**Stored items:**
• • • • •
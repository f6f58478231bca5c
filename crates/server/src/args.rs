use std::path::PathBuf;

use clap::Parser;

/// A demo point-value store server: binds a TCP listener and wires each
/// connection to a [`pvs_session::Session`] over a newline-delimited JSON
/// protocol. Transport binding is explicitly a thin, narrow collaborator
/// here -- the interesting logic lives in `pvs-store`/`pvs-session`.
#[derive(Parser, Clone, Debug)]
#[clap(author, version, about)]
pub struct Args {
    /// Host interface to bind to.
    #[clap(long, default_value = "127.0.0.1")]
    pub interface: std::net::IpAddr,

    /// Port to listen on.
    #[clap(long, default_value = "7420")]
    pub port: u16,

    /// SQLite database file. Defaults to an in-memory backend when absent.
    #[clap(long)]
    pub db_path: Option<PathBuf>,

    /// TOML configuration file. Reloaded on `SIGHUP`.
    #[clap(long)]
    pub config: Option<PathBuf>,
}
//! Process bootstrap helpers: env-var config knobs and `tracing` setup.
//!
//! Every binary in this workspace calls [`env::config_service`] (or
//! `config_tool` for one-shot scripts) exactly once at startup, and every
//! test module calls [`env::config_test`]. Library crates never touch
//! `tracing_subscriber` directly.

pub mod env;
pub mod keyvalue;
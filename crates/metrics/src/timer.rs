use std::time::Instant;

use prometheus::HistogramVec;
use pvs_errors::StatusCode;

/// Scoped timer that records an operation's duration into a histogram
/// labelled by its outcome, on drop. Fixes the label set to a single
/// status string rather than a generic label set, since every caller in
/// this crate times an RPC-shaped operation.
pub struct StatusTimer {
    start: Instant,
    histogram: &'static HistogramVec,
    status: &'static str,
}

impl StatusTimer {
    pub fn new(histogram: &'static HistogramVec) -> Self {
        Self {
            start: Instant::now(),
            histogram,
            status: "success",
        }
    }

    /// Overrides the status label recorded when this timer is dropped.
    pub fn set_status(&mut self, status: StatusCode) {
        self.status = match status {
            StatusCode::Success => "success",
            StatusCode::Failed => "failed",
            StatusCode::Disconnected => "disconnected",
            StatusCode::BadHandle => "bad_handle",
            StatusCode::PointUnknown => "point_unknown",
            StatusCode::IllegalState => "illegal_state",
            StatusCode::Unrecoverable => "unrecoverable",
            StatusCode::Ignored => "ignored",
        };
    }
}

impl Drop for StatusTimer {
    fn drop(&mut self) {
        let elapsed = self.start.elapsed().as_secs_f64();
        self.histogram.with_label_values(&[self.status]).observe(elapsed);
    }
}

#[cfg(test)]
mod tests {
    use std::sync::LazyLock;

    use prometheus::{HistogramOpts, HistogramVec};

    use super::*;

    static TEST_RPC_SECONDS: LazyLock<HistogramVec> = LazyLock::new(|| {
        HistogramVec::new(
            HistogramOpts::new("test_rpc_seconds", "test only"),
            &["status"],
        )
        .unwrap()
    });

    #[test]
    fn records_on_drop() {
        {
            let mut timer = StatusTimer::new(&TEST_RPC_SECONDS);
            timer.set_status(StatusCode::PointUnknown);
        }
        let metric = TEST_RPC_SECONDS.with_label_values(&["point_unknown"]);
        assert_eq!(metric.get_sample_count(), 1);
    }
}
• • • • •
**About this exercise:**
State the number of lines in the records that contain the string "elapsed", and nothing more.

**Output of the task:**
2